MP apura denúncia sobre suspensão do bolsa-alimentação aos alunos da rede pública de Santos


Benefício municipal deveria ser pago enquanto perdurasse a pandemia do novo coronavírus. Auxílio alimentação para alunos da rede municipal chegou a atender 11 mil estudantes, de acordo com prefeitura
Divulgação/Prefeitura de Santos
O Ministério Público do Estado de São Paulo (MP-SP) recebeu uma denúncia sobre o descumprimento da lei que garantia o benefício do auxílio-alimentação às famílias de alunos da rede municipal de Santos, no litoral de São Paulo. Em lei municipal aprovada pela Câmara de Santos, projeto previa benefício enquanto durar a pandemia de Covid-19, mas foi suspenso a partir do mês de julho.
A denúncia foi enviada ao MP pela vereadora Telma de Souza (PT). Ela afirma ter recorrido ao órgão após a Secretaria Municipal de Educação informar que os valores não seriam mais pagos por falta de parceiros financiadores.
O benefício chegou a atender cerca de 8,3 mil alunos, de maio a julho. O auxílio oferecia o valor de R$ 101 para alunos de creche, R$ 63 para pré-escola e R$ 55 para Ensino Fundamental.
O objetivo do benefício era garantir a alimentação dos alunos durante a interrupção das aulas presenciais, já que eles não teriam acesso à merenda escolar oferecida nas unidades de ensino. Ao lançar o projeto que se transformaria em lei, o governo municipal chegou a garantir que o dobraria valor pago a cada estudante beneficiado, por meio de parcerias firmadas com a iniciativa privada.
No texto da lei, aprovada em abril pela Câmara Municipal, o benefício estaria garantido “durante o período de suspensão temporária e emergencial das aulas em razão da decretação de emergência e calamidade em saúde pública no município”. Além disso, o texto fixa que, assim que as aulas presenciais fossem retomadas, o benefício seria suspenso.

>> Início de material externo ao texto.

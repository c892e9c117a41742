//! Autopilot API handlers.

use axum::{extract::State, http::StatusCode, Json};
use serde::{Deserialize, Serialize};
use std::sync::Arc;

use mirage_core::{AutopilotConfig, AutopilotError, AutopilotStatus};

use super::handlers::{api_error, message, ApiError, MessageResponse};
use crate::state::AppState;

// ============================================================================
// Request/Response types
// ============================================================================

/// Autopilot status response
#[derive(Debug, Serialize)]
pub struct AutopilotStatusResponse {
    /// Whether the autopilot is available (an image provider is configured)
    pub available: bool,
    pub running: bool,
    /// Topics excluded from future runs
    pub completed_topics: usize,
    #[serde(skip_serializing_if = "Option::is_none")]
    pub status: Option<AutopilotStatus>,
}

/// Per-run overrides. Anything omitted comes from the server config.
#[derive(Debug, Default, Deserialize)]
pub struct StartAutopilotRequest {
    pub target_per_topic: Option<u64>,
    pub parallelism: Option<usize>,
    pub round_delay_ms: Option<u64>,
    pub max_topics: Option<usize>,
}

impl StartAutopilotRequest {
    fn apply(self, base: &AutopilotConfig) -> Result<AutopilotConfig, String> {
        let config = AutopilotConfig {
            target_per_topic: self.target_per_topic.unwrap_or(base.target_per_topic),
            parallelism: self.parallelism.unwrap_or(base.parallelism),
            round_delay_ms: self.round_delay_ms.unwrap_or(base.round_delay_ms),
            max_topics: self.max_topics.unwrap_or(base.max_topics),
            destination: base.destination.clone(),
        };
        if config.target_per_topic == 0 {
            return Err("target_per_topic must be at least 1".to_string());
        }
        if !(2..=4).contains(&config.parallelism) {
            return Err("parallelism must be between 2 and 4".to_string());
        }
        if config.max_topics == 0 {
            return Err("max_topics must be at least 1".to_string());
        }
        Ok(config)
    }
}

fn unavailable() -> ApiError {
    api_error(
        StatusCode::SERVICE_UNAVAILABLE,
        "Autopilot not available. Configure at least one image provider.",
    )
}

// ============================================================================
// Handlers
// ============================================================================

/// GET /api/v1/autopilot
pub async fn get_status(
    State(state): State<Arc<AppState>>,
) -> Result<Json<AutopilotStatusResponse>, ApiError> {
    let Some(scheduler) = state.autopilot() else {
        return Ok(Json(AutopilotStatusResponse {
            available: false,
            running: false,
            completed_topics: 0,
            status: None,
        }));
    };

    let progress = scheduler
        .progress()
        .map_err(|e| api_error(StatusCode::INTERNAL_SERVER_ERROR, e.to_string()))?;
    Ok(Json(AutopilotStatusResponse {
        available: true,
        running: scheduler.is_running(),
        completed_topics: progress.completed_topics.len(),
        status: Some(scheduler.status().await),
    }))
}

/// POST /api/v1/autopilot/start
///
/// Starts a run in the background. The body is optional.
pub async fn start(
    State(state): State<Arc<AppState>>,
    body: Option<Json<StartAutopilotRequest>>,
) -> Result<(StatusCode, Json<MessageResponse>), ApiError> {
    let scheduler = state.autopilot().ok_or_else(unavailable)?;
    let request = body.map(|Json(r)| r).unwrap_or_default();
    let config = request
        .apply(scheduler.config())
        .map_err(|e| api_error(StatusCode::BAD_REQUEST, e))?;

    match scheduler.spawn(config) {
        Ok(_) => Ok((StatusCode::ACCEPTED, message("Autopilot started"))),
        Err(AutopilotError::AlreadyRunning) => Err(api_error(
            StatusCode::CONFLICT,
            "Autopilot is already running",
        )),
        Err(e) => Err(api_error(StatusCode::INTERNAL_SERVER_ERROR, e.to_string())),
    }
}

/// POST /api/v1/autopilot/stop
///
/// The run stops at its next round boundary.
pub async fn stop(
    State(state): State<Arc<AppState>>,
) -> Result<Json<MessageResponse>, ApiError> {
    let scheduler = state.autopilot().ok_or_else(unavailable)?;
    if scheduler.request_stop() {
        Ok(message("Autopilot stop requested"))
    } else {
        Err(api_error(StatusCode::CONFLICT, "Autopilot is not running"))
    }
}

/// POST /api/v1/autopilot/reset
///
/// Clears the completed-topic set so finished topics are revisited.
pub async fn reset(
    State(state): State<Arc<AppState>>,
) -> Result<Json<MessageResponse>, ApiError> {
    let scheduler = state.autopilot().ok_or_else(unavailable)?;
    match scheduler.reset_progress() {
        Ok(()) => Ok(message("Autopilot progress reset")),
        Err(AutopilotError::AlreadyRunning) => Err(api_error(
            StatusCode::CONFLICT,
            "Autopilot is running",
        )),
        Err(e) => Err(api_error(StatusCode::INTERNAL_SERVER_ERROR, e.to_string())),
    }
}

No entanto, a Prefeitura de Santos alegou ao G1, por nota, que o benefício é de caráter emergencial e teria sido cumprido na íntegra, já que estaria previsto inicialmente para ser pago em duas parcelas e foi prorrogado por mais um mês às famílias cadastradas. A administração municipal ressaltou, ainda, que continuará a garantir a segurança alimentar dos alunos por meio de cestas básicas.
“O Programa Cesta Básica Solidária beneficia 23 mil famílias de cerca de 29 mil alunos da rede municipal contempladas com os kits de alimentos. Na primeira etapa foram beneficiadas somente as famílias cadastradas no Bolsa-Família. Na segunda etapa, o restante das famílias, ou seja, todas as famílias receberam a cesta”, diz a nota.
O Ministério Público, por meio do nota, a representação foi protocolada no último dia 15 e vai apurar o descumprimento da Lei 3.691/20 que criou o bolsa-alimentação durante a suspensão temporária de aulas por conta da pandemia de coronavírus no município de Santos.